*Record extracts*.
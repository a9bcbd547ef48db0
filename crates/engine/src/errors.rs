//! Error taxonomies for evaluation and action dispatch.
//!
//! Evaluation errors are inputs to the state machine, produced by the
//! external evaluator. Action errors are terminal dispositions of one action
//! invocation; the engine never fails fast across the two action classes, so
//! these travel inside the aggregate result rather than aborting it.

use thiserror::Error;

/// Outcome reported by the external rule evaluator.
///
/// The absence of an error means the evaluation succeeded; every other
/// outcome is one of these variants.
#[derive(Debug, Clone, Error)]
pub enum EvaluationError {
    /// The rule evaluated and the entity is out of compliance.
    #[error("evaluation failure: {0}")]
    Failed(String),

    /// The evaluation was skipped for this entity.
    #[error("evaluation skipped: {0}")]
    Skipped(String),

    /// Skipped, and not worth surfacing to the user.
    #[error("evaluation skipped silently")]
    SkippedSilently,

    /// The evaluation is waiting on external state.
    #[error("evaluation pending: {0}")]
    Pending(String),

    /// The evaluator itself failed.
    #[error("evaluation error: {0}")]
    Other(String),
}

/// Successful transition signaled by an action, kept for the audit log.
#[derive(Debug, Clone, Copy, PartialEq, Eq)]
pub enum ActionTransition {
    /// The consequence is now in effect (PR opened, alert raised, patch
    /// applied).
    TurnedOn,
    /// The consequence was withdrawn (PR closed, alert resolved).
    TurnedOff,
}

/// Terminal disposition of one action invocation.
#[derive(Debug, Error)]
pub enum ActionError {
    /// The rule type declares no engine for this action class.
    #[error("action not available")]
    NotAvailable,

    /// The action intentionally did nothing (off, unknown, gated, or a
    /// turn-off with no prior state).
    #[error("action skipped")]
    Skipped,

    /// The action started asynchronous work; the next evaluation resumes
    /// from the stored metadata.
    #[error("action pending")]
    Pending,

    /// A recoverable failure, annotated with the action subtype so callers
    /// can log taxonomy plus subtype.
    #[error("{subtype} action failed: {source}")]
    Failed {
        subtype: &'static str,
        #[source]
        source: anyhow::Error,
    },
}

impl ActionError {
    /// Wrap an internal error as a failure of the given action subtype.
    pub fn failed(subtype: &'static str, source: impl Into<anyhow::Error>) -> Self {
        Self::Failed {
            subtype,
            source: source.into(),
        }
    }
}

/// HTTP status translated onto the action error taxonomy.
#[derive(Debug, Clone, Copy, PartialEq, Eq, Error)]
pub enum RestError {
    #[error("unauthorized")]
    Unauthorized,
    #[error("forbidden")]
    Forbidden,
    #[error("client error: status {0}")]
    Client(u16),
    #[error("server error: status {0}")]
    Server(u16),
}

impl RestError {
    /// Map an HTTP status code; 2xx maps to `None`.
    #[must_use]
    pub fn from_status(status: u16) -> Option<Self> {
        match status {
            200..=299 => None,
            401 => Some(Self::Unauthorized),
            403 => Some(Self::Forbidden),
            400..=499 => Some(Self::Client(status)),
            _ => Some(Self::Server(status)),
        }
    }
}

/// Errors raised while assembling actions for a rule type.
///
/// These are configuration problems caught at construction time; they never
/// surface from a running action.
#[derive(Debug, Error)]
pub enum FactoryError {
    /// The provider lacks the capability the method needs.
    #[error("provider {provider} does not support {capability}")]
    CapabilityMismatch {
        provider: String,
        capability: &'static str,
    },

    /// The method tag is not registered.
    #[error("unknown {class} method: {method}")]
    UnknownMethod { class: &'static str, method: String },

    /// The method is known but its configuration block is incomplete.
    #[error("missing configuration for {class} method {method}")]
    MissingConfig {
        class: &'static str,
        method: &'static str,
    },
}

/// Errors raised while rendering user-authored templates.
#[derive(Debug, Error)]
pub enum TemplateError {
    /// The template engine rejected the template or its data.
    #[error("template render failed: {0}")]
    Render(#[from] Box<handlebars::RenderError>),

    /// The rendered output exceeded its byte budget.
    #[error("template output exceeds {limit} bytes")]
    TooLarge { limit: usize },
}
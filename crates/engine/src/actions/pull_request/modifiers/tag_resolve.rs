//! Tag-resolve modifier: rewrite mutable workflow action references to
//! immutable commit digests.
//!
//! Walks `.github/workflows` and replaces `uses: owner/repo@tag` with the
//! digest the tag currently points at, keeping the tag as a trailing
//! comment. References already pinned to a 40-hex digest are left alone, as
//! are local (`./`) and `docker://` references.

use std::collections::HashMap;
use std::fs;
use std::path::Path;
use std::sync::Arc;

use anyhow::{Context, Result};
use async_trait::async_trait;
use regex::Regex;
use serde::Deserialize;
use serde_json::Value;
use tokio_util::sync::CancellationToken;
use tracing::{debug, warn};

use super::{FsModifier, ModifierSpawn};
use crate::actions::pull_request::fsentry::{FsEntry, GIT_MODE_FILE};
use crate::errors::FactoryError;
use crate::models::ModificationConfig;
use provider::{cancellable, GitHub, Provider, ProviderError};

/// Repository-local configuration file carrying the exclude list.
const REPO_CONFIG_FILES: [&str; 2] = [".frizbee.yml", ".frizbee.yaml"];

const WORKFLOWS_DIR: &str = ".github/workflows";

#[derive(Debug, Default, Deserialize)]
struct RepoConfig {
    #[serde(default)]
    exclude: Vec<String>,
}

/// Pins workflow action references via the GitHub capability.
pub struct TagResolveModifier {
    provider: Arc<dyn Provider>,
    rule_exclude: Vec<String>,
    config_exclude: Vec<String>,
    entries: Vec<FsEntry>,
}

impl TagResolveModifier {
    /// Registry constructor.
    pub fn spawn(spawn: &ModifierSpawn<'_>) -> Result<Box<dyn FsModifier>, FactoryError> {
        let ModificationConfig::TagResolve(config) = &spawn.config.modification else {
            return Err(FactoryError::MissingConfig {
                class: "modification",
                method: super::METHOD_TAG_RESOLVE,
            });
        };
        if spawn.provider.as_github().is_none() {
            return Err(FactoryError::CapabilityMismatch {
                provider: spawn.provider.name().to_string(),
                capability: "github",
            });
        }
        let rule_exclude = spawn
            .def
            .get("exclude")
            .and_then(Value::as_array)
            .map(|items| {
                items
                    .iter()
                    .filter_map(Value::as_str)
                    .map(ToString::to_string)
                    .collect()
            })
            .unwrap_or_default();
        Ok(Box::new(Self {
            provider: Arc::clone(spawn.provider),
            rule_exclude,
            config_exclude: config.exclude.clone().unwrap_or_default(),
            entries: Vec::new(),
        }))
    }

    /// Exclude list precedence: repo config, then rule definition, then PR
    /// config. First non-empty wins.
    fn resolve_exclude(&self, root: &Path) -> Vec<String> {
        for name in REPO_CONFIG_FILES {
            let path = root.join(name);
            if let Ok(text) = fs::read_to_string(&path) {
                match serde_yaml::from_str::<RepoConfig>(&text) {
                    Ok(config) if !config.exclude.is_empty() => return config.exclude,
                    Ok(_) => {}
                    Err(err) => warn!(file = name, %err, "ignoring unparseable repo config"),
                }
            }
        }
        if !self.rule_exclude.is_empty() {
            return self.rule_exclude.clone();
        }
        self.config_exclude.clone()
    }

    async fn pin_workflow(
        &self,
        github: &dyn GitHub,
        text: &str,
        exclude: &[String],
        cancel: &CancellationToken,
    ) -> Result<String> {
        let uses_re = Regex::new(
            r#"(?m)(?P<prefix>uses\s*:\s*['"]?)(?P<action>[A-Za-z0-9_.-]+/[A-Za-z0-9_.-]+)(?P<subpath>/[A-Za-z0-9_./-]+)?@(?P<ref>[A-Za-z0-9_./-]+)"#,
        )
        .context("compiling uses regex")?;
        let hex40 = Regex::new(r"^[0-9a-f]{40}$").context("compiling digest regex")?;

        // Resolve each distinct action@ref once, then rewrite in one pass.
        let mut resolved: HashMap<(String, String), String> = HashMap::new();
        for captures in uses_re.captures_iter(text) {
            let action = &captures["action"];
            let git_ref = &captures["ref"];
            if hex40.is_match(git_ref)
                || action.starts_with("./")
                || action.starts_with("docker:")
                || exclude.iter().any(|e| e == action || e == &format!("{action}@{git_ref}"))
            {
                continue;
            }
            let key = (action.to_string(), git_ref.to_string());
            if resolved.contains_key(&key) {
                continue;
            }
            let Some((owner, repo)) = action.split_once('/') else {
                continue;
            };
            match cancellable(cancel, github.resolve_action_ref(owner, repo, git_ref)).await {
                Ok(sha) => {
                    debug!(action, git_ref, %sha, "pinned workflow action");
                    resolved.insert(key, sha);
                }
                Err(ProviderError::Cancelled) => {
                    anyhow::bail!("cancelled while resolving action refs");
                }
                Err(err) => {
                    warn!(action, git_ref, %err, "could not resolve action ref, leaving unpinned");
                }
            }
        }

        let rewritten = uses_re.replace_all(text, |captures: &regex::Captures<'_>| {
            let action = &captures["action"];
            let git_ref = &captures["ref"];
            let subpath = captures.name("subpath").map_or("", |m| m.as_str());
            match resolved.get(&(action.to_string(), git_ref.to_string())) {
                Some(sha) => format!(
                    "{}{}{}@{} # {}",
                    &captures["prefix"], action, subpath, sha, git_ref
                ),
                None => captures[0].to_string(),
            }
        });
        Ok(rewritten.into_owned())
    }
}

#[async_trait]
impl FsModifier for TagResolveModifier {
    async fn create_entries(
        &mut self,
        root: &Path,
        _scope: &Value,
        cancel: &CancellationToken,
    ) -> Result<()> {
        let Some(github) = self.provider.as_github() else {
            anyhow::bail!("provider lost GitHub capability");
        };
        let exclude = self.resolve_exclude(root);

        let workflows = root.join(WORKFLOWS_DIR);
        if !workflows.is_dir() {
            return Ok(());
        }

        let mut files: Vec<_> = fs::read_dir(&workflows)
            .context("reading workflows directory")?
            .filter_map(Result::ok)
            .map(|entry| entry.path())
            .filter(|path| {
                path.extension()
                    .is_some_and(|ext| ext == "yml" || ext == "yaml")
            })
            .collect();
        files.sort();

        let mut entries = Vec::new();
        for path in files {
            let text = fs::read_to_string(&path)
                .with_context(|| format!("reading workflow {}", path.display()))?;
            let pinned = self.pin_workflow(github, &text, &exclude, cancel).await?;
            if pinned != text {
                let name = path
                    .file_name()
                    .and_then(|n| n.to_str())
                    .context("workflow file name is not UTF-8")?;
                entries.push(FsEntry {
                    path: format!("{WORKFLOWS_DIR}/{name}"),
                    content: pinned,
                    mode: GIT_MODE_FILE.to_string(),
                });
            }
        }
        self.entries = entries;
        Ok(())
    }

    fn entries(&self) -> &[FsEntry] {
        &self.entries
    }
}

*Action item*. Please return exactly the lines from the first line of the material through the one with "to the user.", and no lines after it.

*Your response*.
repository a9bcbd547ef48db0
filename crates/engine/src/errors.rs
//! Error taxonomies for evaluation and action dispatch.
//!
//! Evaluation errors are inputs to the state machine, produced by the
//! external evaluator. Action errors are terminal dispositions of one action
//! invocation; the engine never fails fast across the two action classes, so
//! these travel inside the aggregate result rather than aborting it.

use thiserror::Error;

/// Outcome reported by the external rule evaluator.
///
/// The absence of an error means the evaluation succeeded; every other
/// outcome is one of these variants.
#[derive(Debug, Clone, Error)]
pub enum EvaluationError {
    /// The rule evaluated and the entity is out of compliance.
    #[error("evaluation failure: {0}")]
    Failed(String),

    /// The evaluation was skipped for this entity.
    #[error("evaluation skipped: {0}")]
    Skipped(String),

    /// Skipped, and not worth surfacing to the user.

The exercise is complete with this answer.